Quem integra lista de desejos do Rio Open para 2027
RIO DE JANEIRO, RJ (UOL/FOLHAPRESS) - A edição de 2026 acabou e o Rio Open já começa a pensar em 2027. Luiz Carvalho, diretor do torneio, revelou alguns nomes que estão na mira para o ano que vem, mas ressaltou que as conversas ainda estão em estágios iniciais.
"Tem alguns jogadores que estamos conversando há algum tempo para poder trazer. Sempre prezamos por trazer os melhores tenistas do saibro porque acho que é isso que conseguimos pleitear. Vocês querem nomes, né? (risos). O [Lorenzo] Musetti é um que eu adoraria que conseguisse voltar, Casper Rudd é outro que a gente vem conversando, [Andrey] Rublev acho que tem uma chance real porque joga bem em saibro. O [Holger] Rune... Todas as conversas são bem informais, até para ser bem transparente. Não estou negociando algo ainda, é uma coisa meio: 'você tem interesse, você gostaria?'", disse.
Musetti esteve perto de disputar a edição do Rio Open deste ano, mas desistiu devido a uma lesão muscular ocorrida no Australian Open. O sérvio Laslo Djere, o italiano Lorenzo Sonego e o francês Alexandre Muller também acabaram não integrando a chave principal do torneio.
O evento teve como grande estrela o brasileiro João Fonseca, e contou com nomes como Matteo Berretini e Sebastian Baez. O campeão foi o argentino Tomás Martín Etcheverry.
Luiz indicou que conversa também com Buenos Aires, que realiza um torneio na semana anterior à do Rio Open, para tentar alinhar esforços, e ressaltou que aguarda a reta final da temporada de saibro para avançar nas tratativas.

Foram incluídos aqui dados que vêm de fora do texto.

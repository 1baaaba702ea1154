//! Core document storage trait.
//!
//! This module defines the [`DocumentStorage`] trait, which provides keyed
//! save, load and remove operations for records.

use crate::error::{DocumentError, StorageResult};
use crate::types::{Record, StoredDocument};

/// Keyed storage of records.
///
/// Saving under an existing key replaces every stored row of that key in one
/// atomic step. A batch either lands completely or not at all.
///
/// # Example
///
/// ```
/// use helios_docstore::core::DocumentStorage;
/// use helios_docstore::backends::sqlite::SqliteDocumentStore;
/// use helios_docstore::types::{Record, Value};
///
/// let store = SqliteDocumentStore::in_memory().unwrap();
///
/// let mut record = Record::new();
/// record.insert("City".to_string(), Value::from("Madrid"));
/// store.save("doc-1", &record).unwrap();
///
/// assert_eq!(store.load("doc-1").unwrap(), record);
/// assert!(store.load("missing").unwrap_err().is_not_found());
/// ```
pub trait DocumentStorage: Send + Sync {
    /// Returns a human-readable name for this storage backend.
    fn backend_name(&self) -> &'static str;

    /// Saves a record under `key` with the store's default class tag.
    fn save(&self, key: &str, record: &Record) -> StorageResult<()>;

    /// Saves several documents in one transaction.
    ///
    /// # Errors
    ///
    /// Any failure rolls back the whole batch; nothing from it is visible
    /// afterwards.
    fn save_batch(&self, documents: &[StoredDocument]) -> StorageResult<()>;

    /// Saves a record under a freshly generated key and returns the key.
    fn insert(&self, record: &Record) -> StorageResult<String> {
        let key = uuid::Uuid::new_v4().to_string();
        self.save(&key, record)?;
        Ok(key)
    }

    /// Loads the record stored under `key`.
    ///
    /// # Errors
    ///
    /// Returns [`DocumentError::NotFound`] if the key does not exist.
    fn load(&self, key: &str) -> StorageResult<Record> {
        self.load_document(key)?
            .map(StoredDocument::into_record)
            .ok_or_else(|| {
                DocumentError::NotFound {
                    key: key.to_string(),
                }
                .into()
            })
    }

    /// Loads a record together with its class tag and creation time.
    fn load_document(&self, key: &str) -> StorageResult<Option<StoredDocument>>;

    /// Removes the given keys and returns how many existed.
    fn remove(&self, keys: &[&str]) -> StorageResult<usize>;

    /// Removes every document and returns how many existed.
    fn remove_all(&self) -> StorageResult<usize>;

    /// Number of stored documents.
    fn count(&self) -> StorageResult<usize>;

    /// Every stored key, in ascending order.
    fn all_keys(&self) -> StorageResult<Vec<String>>;

    /// Returns true if `key` is stored.
    fn contains(&self, key: &str) -> StorageResult<bool>;
}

"A gente bate um papo com Buenos Aires, vê o que Buenos Aires também está pensando e espera até, mais ou menos, o final de Roland Garros, que é a temporada de saibro, que aí vamos entender quem foi bem no saibro. Quem vai bem no saibro na temporada, normalmente, tem mais chances de conseguirmos colocar no Rio Open no ano seguinte", falou Luiz.
"Quem vai mal... Félix Aliassime, não sei se vocês viram, mas não ganhou um jogo no saibro. Quando falei com o empresário dele, ele falou: 'não tem a menor chance de voltar ao Rio Open. Não fez um ponto no saibro'. Justo, não tem o que fazer. Agora, se ele vai bem no saibro esse ano, de repente, muda de ideia. Então, tem esses pormenores que temos de esperar. Tem Copa Davis, e outros fatores que também influenciam bastante. [Jakub] Mensik, por exemplo, tínhamos um contrato apalavrado. Ele teria de jogar a Copa Davis na América do Sul, e tinham cinco chances, e demos azar. Todos os países da América do Sul foram sorteados para jogar fora. Vamos ver o que acontece ano que vem. É um jogo de xadrez em que ficamos de olho", completou.